September 29

What was advertised in a colonial American newspaper 250 years ago today?

Sep 29 - 9:29:1768 Boston Weekly News-Letter Postscript
Postscript to the Boston Weekly News-Letter (September 29, 1768).

The Account contains some Particulars of his robbing Mr Davis’s Shop at Roxbury.”

Less than three weeks after Thomas Green and Samuel Green, the printers of the Connecticut Journal, first promoted a pamphlet about the “LIFE, and abominable THEFTS, of the notorious Isaac Frasier,” who had just been executed in Fairfield, printers in Boston ran an advertisement for the same pamphlet in the Postscript to the Boston Weekly News-Letter.

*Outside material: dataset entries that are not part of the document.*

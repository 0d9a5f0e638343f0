// SPDX-FileCopyrightText: 2026 Questline Contributors
// SPDX-License-Identifier: MIT OR Apache-2.0

//! Layered configuration for the Questline mission service.
//!
//! Loading goes through Figment (defaults, system TOML, user XDG TOML,
//! local TOML, `QUESTLINE_*` env vars), then post-deserialization
//! validation. Errors are rendered as miette diagnostics with "did you
//! mean?" suggestions for unknown keys.

#![allow(clippy::result_large_err)] // figment::Error is external and cannot be boxed without wrapper

pub mod diagnostic;
pub mod loader;
pub mod model;
pub mod validation;

pub use diagnostic::{render_errors, ConfigError};
pub use model::QuestlineConfig;

/// Load configuration from the standard hierarchy and validate it.
///
/// Returns all collected errors rather than failing on the first, so a
/// user can fix their config in one pass.
pub fn load_and_validate() -> Result<QuestlineConfig, Vec<ConfigError>> {
    let config = loader::load_config().map_err(diagnostic::figment_to_config_errors)?;
    validation::validate_config(&config)?;
    Ok(config)
}
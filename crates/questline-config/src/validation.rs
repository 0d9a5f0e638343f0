// SPDX-FileCopyrightText: 2026 Questline Contributors
// SPDX-License-Identifier: MIT OR Apache-2.0

//! Post-deserialization validation for configuration values.
//!
//! Validates semantic constraints that cannot be expressed via serde
//! attributes, such as valid bind addresses and known log levels.

use crate::diagnostic::ConfigError;
use crate::model::QuestlineConfig;

const LOG_LEVELS: &[&str] = &["trace", "debug", "info", "warn", "error"];

/// Validate a deserialized configuration for semantic correctness.
///
/// Returns `Ok(())` if all validations pass, or `Err(Vec<ConfigError>)` with
/// all collected validation errors (does not fail fast).
pub fn validate_config(config: &QuestlineConfig) -> Result<(), Vec<ConfigError>> {
    let mut errors = Vec::new();

    let host = config.server.host.trim();
    if host.is_empty() {
        errors.push(ConfigError::Validation {
            message: "server.host must not be empty".to_string(),
        });
    } else {
        let is_valid_ip = host.parse::<std::net::IpAddr>().is_ok();
        let is_valid_hostname = host
            .chars()
            .all(|c| c.is_alphanumeric() || c == '.' || c == '-' || c == ':');
        if !is_valid_ip && !is_valid_hostname {
            errors.push(ConfigError::Validation {
                message: format!("server.host `{host}` is not a valid IP address or hostname"),
            });
        }
    }

    if config.server.port == 0 {
        errors.push(ConfigError::Validation {
            message: "server.port must be non-zero".to_string(),
        });
    }

    if !LOG_LEVELS.contains(&config.server.log_level.as_str()) {
        errors.push(ConfigError::Validation {
            message: format!(
                "server.log_level must be one of {}, got `{}`",
                LOG_LEVELS.join(", "),
                config.server.log_level
            ),
        });
    }

    if config.content.seed_demo && config.content.demo_username.trim().is_empty() {
        errors.push(ConfigError::Validation {
            message: "content.demo_username must not be empty when content.seed_demo is set"
                .to_string(),
        });
    }

    if errors.is_empty() {
        Ok(())
    } else {
        Err(errors)
    }
}

#[cfg(test)]
mod tests {
    use super::*;

    #[test]
    fn default_config_validates() {
        let config = QuestlineConfig::default();
        assert!(validate_config(&config).is_ok());
    }

    #[test]
    fn empty_host_fails_validation() {
        let mut config = QuestlineConfig::default();
        config.server.host = "".to_string();
        let errors = validate_config(&config).unwrap_err();
        assert!(errors
            .iter()
            .any(|e| matches!(e, ConfigError::Validation { message } if message.contains("server.host"))));
    }

    #[test]
    fn zero_port_fails_validation() {
        let mut config = QuestlineConfig::default();
        config.server.port = 0;
        let errors = validate_config(&config).unwrap_err();
        assert!(errors
            .iter()
            .any(|e| matches!(e, ConfigError::Validation { message } if message.contains("server.port"))));
    }

    #[test]
    fn unknown_log_level_fails_validation() {
        let mut config = QuestlineConfig::default();
        config.server.log_level = "verbose".to_string();
        let errors = validate_config(&config).unwrap_err();
        assert!(errors
            .iter()
            .any(|e| matches!(e, ConfigError::Validation { message } if message.contains("log_level"))));
    }

    #[test]
    fn empty_demo_username_fails_only_when_seeding() {
        let mut config = QuestlineConfig::default();
        config.content.demo_username = " ".to_string();
        assert!(validate_config(&config).is_err());

        config.content.seed_demo = false;
        assert!(validate_config(&config).is_ok());
    }

    #[test]
    fn valid_custom_config_passes() {
        let mut config = QuestlineConfig::default();
        config.server.host = "0.0.0.0".to_string();
        config.server.port = 8080;
        config.server.log_level = "debug".to_string();
        assert!(validate_config(&config).is_ok());
    }
}
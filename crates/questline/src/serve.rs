// SPDX-FileCopyrightText: 2026 Questline Contributors
// SPDX-License-Identifier: MIT OR Apache-2.0

//! `questline serve` command implementation.
//!
//! Builds the in-memory store, seeds the demo catalog when configured, and
//! runs the axum gateway until interrupted.

use std::sync::Arc;

use questline_config::QuestlineConfig;
use questline_core::QuestlineError;
use questline_gateway::{start_server, AppState};
use questline_store::{seed, MissionStore};
use tracing::info;

/// Runs the `questline serve` command.
///
/// The store is volatile, so the demo catalog is reloaded on every start
/// unless `content.seed_demo` is off. Supports graceful shutdown via ctrl-c.
pub async fn run_serve(config: QuestlineConfig) -> Result<(), QuestlineError> {
    init_tracing(&config.server.log_level);

    info!("starting questline serve");

    let store = Arc::new(MissionStore::new());
    if config.content.seed_demo {
        let demo_user = seed::seed_demo(
            &store,
            &config.content.demo_username,
            &config.content.demo_password,
        )
        .await;
        info!(user_id = demo_user.id, "demo catalog ready");
    } else {
        info!("demo seeding disabled by configuration");
    }

    let state = AppState::new(store);

    let shutdown = async {
        if let Err(e) = tokio::signal::ctrl_c().await {
            tracing::error!(error = %e, "failed to listen for shutdown signal");
        }
        info!("shutdown signal received");
    };

    start_server(&config.server.host, config.server.port, state, shutdown).await?;

    info!("questline serve shutdown complete");
    Ok(())
}

/// Initializes the tracing subscriber with the given log level.
fn init_tracing(log_level: &str) {
    use tracing_subscriber::EnvFilter;

    let filter = EnvFilter::try_from_default_env()
        .unwrap_or_else(|_| EnvFilter::new(format!("questline={log_level},warn")));

    tracing_subscriber::fmt()
        .with_env_filter(filter)
        .with_target(true)
        .with_thread_names(false)
        .init();
}
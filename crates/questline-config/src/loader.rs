// SPDX-FileCopyrightText: 2026 Questline Contributors
// SPDX-License-Identifier: MIT OR Apache-2.0

//! Configuration loader using Figment for layered config merging.
//!
//! Supports XDG hierarchy: `./questline.toml` > `~/.config/questline/questline.toml`
//! > `/etc/questline/questline.toml` with environment variable overrides via
//! `QUESTLINE_` prefix.

#![allow(clippy::result_large_err)] // figment::Error is external and cannot be boxed without wrapper

use std::path::Path;

use figment::{
    providers::{Env, Format, Serialized, Toml},
    Figment,
};

use crate::model::QuestlineConfig;

/// Load configuration from the standard XDG hierarchy with env var overrides.
///
/// Merge order (later overrides earlier):
/// 1. Compiled defaults
/// 2. `/etc/questline/questline.toml` (system-wide)
/// 3. `~/.config/questline/questline.toml` (user XDG config)
/// 4. `./questline.toml` (local directory)
/// 5. `QUESTLINE_*` environment variables
pub fn load_config() -> Result<QuestlineConfig, figment::Error> {
    Figment::new()
        .merge(Serialized::defaults(QuestlineConfig::default()))
        .merge(Toml::file("/etc/questline/questline.toml"))
        .merge(Toml::file(
            dirs::config_dir()
                .map(|d| d.join("questline/questline.toml"))
                .unwrap_or_default(),
        ))
        .merge(Toml::file("questline.toml"))
        .merge(env_provider())
        .extract()
}

/// Load configuration from a TOML string only (no XDG lookup).
///
/// Used for testing and explicit config specification.
pub fn load_config_from_str(toml_content: &str) -> Result<QuestlineConfig, figment::Error> {
    Figment::new()
        .merge(Serialized::defaults(QuestlineConfig::default()))
        .merge(Toml::string(toml_content))
        .extract()
}

/// Load configuration from a specific file path with env var overrides.
pub fn load_config_from_path(path: &Path) -> Result<QuestlineConfig, figment::Error> {
    Figment::new()
        .merge(Serialized::defaults(QuestlineConfig::default()))
        .merge(Toml::file(path))
        .merge(env_provider())
        .extract()
}

/// Create the environment variable provider using explicit `map()` for
/// section-to-dot mapping.
///
/// Uses `Env::map()` rather than `Env::split("_")` to avoid ambiguity with
/// underscore-containing key names: `QUESTLINE_CONTENT_DEMO_USERNAME` must
/// map to `content.demo_username`, not `content.demo.username`.
fn env_provider() -> Env {
    Env::prefixed("QUESTLINE_").map(|key| {
        // `key` is the lowercased env var name with prefix stripped.
        // Example: QUESTLINE_SERVER_LOG_LEVEL -> "server_log_level"
        let mapped = key
            .as_str()
            .replacen("server_", "server.", 1)
            .replacen("content_", "content.", 1);
        mapped.into()
    })
}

It announced that the pamphlet was “JUST RE-PRINTED and Sold at Kneeland & Adams’s Printing Office in Milk-Street; and R. Draper’s Office in Newbury Street.” The Boston printers most likely sold a second edition produced by the Greens rather than one they printed themselves.

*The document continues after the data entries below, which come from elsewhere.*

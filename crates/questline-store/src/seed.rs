// SPDX-FileCopyrightText: 2026 Questline Contributors
// SPDX-License-Identifier: MIT OR Apache-2.0

//! Demo seed catalog: one demo user, three missions, and their dialogue
//! steps. Loaded once at process start; the store holds nothing durable
//! across restarts.

use questline_core::types::{NewMission, NewMissionStep, NewUser, User};
use serde_json::{json, Value};
use tracing::info;

use crate::store::MissionStore;

/// Seed the demo user, the mission catalog, a zeroed progress record per
/// mission for the demo user, and all authored dialogue steps.
///
/// Returns the demo user (always id 1 on a fresh store; `GET /api/demo/user`
/// relies on that).
pub async fn seed_demo(store: &MissionStore, username: &str, password: &str) -> User {
    let demo_user = store
        .create_user(NewUser {
            username: username.to_string(),
            password: password.to_string(),
        })
        .await;

    for mission in mission_catalog() {
        let code = mission.code.clone();
        store.upsert_mission(mission).await;
        store.reset_user_progress(demo_user.id, &code).await;
    }

    let steps = tree_of_trust_steps()
        .into_iter()
        .chain(magic_vault_steps())
        .chain(fab_seeds_steps());
    let mut count = 0usize;
    for step in steps {
        store.upsert_mission_step(step).await;
        count += 1;
    }

    info!(
        user = demo_user.username.as_str(),
        missions = 3,
        steps = count,
        "demo catalog seeded"
    );
    demo_user
}

fn mission_catalog() -> Vec<NewMission> {
    vec![
        NewMission {
            code: "tree-of-trust".to_string(),
            title: "Fix the Tree of Trust".to_string(),
            description: "Help Genesis repair the magical Tree of Trust and restore balance."
                .to_string(),
            difficulty: "Beginner Mission".to_string(),
            image_url: "/tree-mission.jpg".to_string(),
            icon: "fa-tree".to_string(),
        },
        NewMission {
            code: "magic-vault".to_string(),
            title: "Unseal the Magic Vault".to_string(),
            description: "Join VaultBot on a quest to unlock the ancient vault of knowledge."
                .to_string(),
            difficulty: "Explorer Mission".to_string(),
            image_url: "/vault-mission.jpg".to_string(),
            icon: "fa-vault".to_string(),
        },
        NewMission {
            code: "fab-seeds".to_string(),
            title: "Plant the Fab Seeds".to_string(),
            description: "Help XO~Dy plant magical seeds that grow into amazing ideas!".to_string(),
            difficulty: "Creator Mission".to_string(),
            image_url: "/seeds-mission.jpg".to_string(),
            icon: "fa-seedling".to_string(),
        },
    ]
}

fn step(mission_code: &str, step: i32, character: &str, message: &str, options: Value) -> NewMissionStep {
    NewMissionStep {
        mission_code: mission_code.to_string(),
        step,
        character: character.to_string(),
        message: message.to_string(),
        options,
    }
}

fn tree_of_trust_steps() -> Vec<NewMissionStep> {
    const CODE: &str = "tree-of-trust";
    vec![
        step(
            CODE,
            0,
            "genesis",
            "Hi there! I'm so excited you're here to help with the Tree of Trust. It's been looking a bit droopy lately.",
            json!([{"id": "1", "text": "Hi Genesis! What can I do to help?", "nextStep": 1}]),
        ),
        step(
            CODE,
            1,
            "vaultbot",
            "*beep boop* My sensors indicate the Tree needs three special ingredients to regain its strength! *whirr*",
            json!([{"id": "1", "text": "What are these ingredients?", "nextStep": 2}]),
        ),
        step(
            CODE,
            2,
            "genesis",
            "First, we need to find some Sparkly Water. It helps the tree's roots grow strong! Can you help us look?",
            json!([
                {"id": "1", "text": "Look behind the waterfall for Sparkly Water", "nextStep": 3, "awardStar": true},
                {"id": "2", "text": "Ask VaultBot for a clue about the water", "nextStep": 4},
                {"id": "3", "text": "Check the ancient well in the garden", "nextStep": 5}
            ]),
        ),
        step(
            CODE,
            3,
            "genesis",
            "You found it! The Sparkly Water was hiding behind the waterfall all along. That's one ingredient down, two to go!",
            json!([{"id": "1", "text": "What do we need next?", "nextStep": 6}]),
        ),
        step(
            CODE,
            4,
            "vaultbot",
            "*whirr click* My database suggests checking behind the large waterfall. Natural filtration creates the sparkly effect! *beep*",
            json!([{"id": "1", "text": "Thanks VaultBot, I will check there", "nextStep": 3}]),
        ),
        step(
            CODE,
            5,
            "genesis",
            "The well is dry! I don't think we'll find Sparkly Water here. Let's try somewhere else.",
            json!([
                {"id": "1", "text": "Check behind the waterfall instead", "nextStep": 3},
                {"id": "2", "text": "Ask VaultBot for help", "nextStep": 4}
            ]),
        ),
        step(
            CODE,
            6,
            "genesis",
            "Next, we need to find some Glowing Moss. It helps the Tree's branches grow strong and healthy!",
            json!([
                {"id": "1", "text": "Look in the dark cave", "nextStep": 7, "awardStar": true},
                {"id": "2", "text": "Search in the sunny meadow", "nextStep": 8},
                {"id": "3", "text": "Climb up to the mountain peak", "nextStep": 9}
            ]),
        ),
        step(
            CODE,
            7,
            "genesis",
            "Perfect! The cave walls are covered in beautiful Glowing Moss. Let's gather some for our tree!",
            json!([{"id": "1", "text": "What is the last ingredient?", "nextStep": 10}]),
        ),
        step(
            CODE,
            8,
            "vaultbot",
            "*scanning* No moss detected in this location. Moss prefers dark, damp environments. *beep* Try somewhere with less sunlight!",
            json!([{"id": "1", "text": "Let me check the cave instead", "nextStep": 7}]),
        ),
        step(
            CODE,
            9,
            "genesis",
            "It's too bright and dry up here for moss to grow. We should look somewhere darker and damper.",
            json!([{"id": "1", "text": "Let me check the cave instead", "nextStep": 7}]),
        ),
        step(
            CODE,
            10,
            "vaultbot",
            "*processing* Final ingredient required: Rainbow Dewdrops. They provide essential nutrients for magical tree growth. *click whirr*",
            json!([
                {"id": "1", "text": "Look for dewdrops after the rain", "nextStep": 11, "awardStar": true},
                {"id": "2", "text": "Search in the butterfly garden", "nextStep": 12},
                {"id": "3", "text": "Check near the rainbow end", "nextStep": 13}
            ]),
        ),
        step(
            CODE,
            11,
            "genesis",
            "Wonderful! These morning dewdrops caught in spider webs have captured the rainbow's light perfectly!",
            json!([{"id": "1", "text": "Lets bring everything to the Tree of Trust!", "nextStep": 14}]),
        ),
        step(
            CODE,
            12,
            "genesis",
            "The butterflies are beautiful, but I don't see any Rainbow Dewdrops here. Let's keep looking!",
            json!([{"id": "1", "text": "Look for dewdrops after the rain", "nextStep": 11}]),
        ),
        step(
            CODE,
            13,
            "vaultbot",
            "*alert* Rainbow end located in inaccessible terrain. Alternate source of Rainbow Dewdrops recommended. *beep*",
            json!([{"id": "1", "text": "Look for dewdrops after the rain", "nextStep": 11}]),
        ),
        step(
            CODE,
            14,
            "genesis",
            "You did it! With the Sparkly Water, Glowing Moss, and Rainbow Dewdrops, the Tree of Trust is healthy again! Thank you for your help!",
            json!([{"id": "1", "text": "Return to Mission Select", "nextStep": -1}]),
        ),
    ]
}

fn magic_vault_steps() -> Vec<NewMissionStep> {
    const CODE: &str = "magic-vault";
    vec![
        step(
            CODE,
            0,
            "vaultbot",
            "*beep boop* Welcome to the Ancient Vault, young explorer! I am VaultBot, keeper of knowledge and secrets. *whirr*",
            json!([{"id": "1", "text": "Hi VaultBot! Why is the vault sealed?", "nextStep": 1}]),
        ),
        step(
            CODE,
            1,
            "vaultbot",
            "*processing* The vault has been sealed for centuries to protect its valuable contents. We must solve three puzzles to open it safely. *click*",
            json!([{"id": "1", "text": "I am ready for the first puzzle!", "nextStep": 2}]),
        ),
        step(
            CODE,
            2,
            "genesis",
            "I'll help too! The first puzzle is about patterns. Can you figure out which symbol comes next in this sequence: \u{2605}, \u{25a0}, \u{25cf}, \u{2605}, \u{25a0}, ?",
            json!([
                {"id": "1", "text": "\u{25cf}", "nextStep": 3, "awardStar": true},
                {"id": "2", "text": "\u{2605}", "nextStep": 4},
                {"id": "3", "text": "\u{25a0}", "nextStep": 4}
            ]),
        ),
    ]
}

fn fab_seeds_steps() -> Vec<NewMissionStep> {
    const CODE: &str = "fab-seeds";
    vec![
        step(
            CODE,
            0,
            "genesis",
            "Welcome to the Magical Garden! XO~Dy has entrusted us with some very special Fab Seeds that can grow into amazing ideas!",
            json!([{"id": "1", "text": "That sounds exciting! How do we plant them?", "nextStep": 1}]),
        ),
        step(
            CODE,
            1,
            "vaultbot",
            "*scanning* Fab Seeds require three key elements to grow: Rich imagination soil, creative water, and the light of inspiration. *beep*",
            json!([{"id": "1", "text": "Lets start gathering what we need!", "nextStep": 2}]),
        ),
        step(
            CODE,
            2,
            "genesis",
            "First, we need to find the perfect soil. Imagination soil is filled with tiny sparkling ideas waiting to grow bigger!",
            json!([
                {"id": "1", "text": "Check the Dream Valley", "nextStep": 3, "awardStar": true},
                {"id": "2", "text": "Dig in the regular garden patch", "nextStep": 4},
                {"id": "3", "text": "Look by the thinking pond", "nextStep": 5}
            ]),
        ),
    ]
}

Just as the Greens had attempted to draw on popular interest in an event that had just occurred in their colony, the Boston printers adapted the advertisement to focus on a local connection. The contents of the pamphlet were certainly provocative already: an account given by the Frasier “(under Sentence of Death for Burglary) penned from his own Mouth, signed by him, a few Days before his Execution: With his dying SPEECH.” Yet some of the details were especially relevant to readers of the Boston Weekly News-Letter. The advertisement in that newspaper specified that “The Account contains some Particulars of his robbing Mr Davis’s Shop at Roxbury, and other Places in Roxbury, Boston, &c.” Furthermore, the contents of the pamphlet answered lingering questions about crimes that had occurred in Massachusetts. According to Anthony Vaver, author of Early American Criminals, the pamphlet recorded more than fifty thefts and burglaries committed by Frasier as he “toured all over New England and into New York, covering hundreds of miles at a time.” As far as his thefts in Roxbury, Boston, and other local towns were concerned, the advertisement stated, “The Articles that he stole are mentioned very particularly at his Desire, that the Owners may know the Articles taken by him, in order to exculpate others.” The pamphlet presented information about those thefts that would not otherwise appear in news coverage in the public prints. It offered an exclusive look at Frasier’s crime spree.

The printer-booksellers who sold the “brief Account” in Boston encouraged readers to simultaneously marvel at Frasier’s audacity and condemn his crimes. They transformed his narrative of his thefts and his “dying SPEECH” into a form of entertainment. In their promotion, they heralded the genre of true crime and its power to provoke interest and sell merchandise.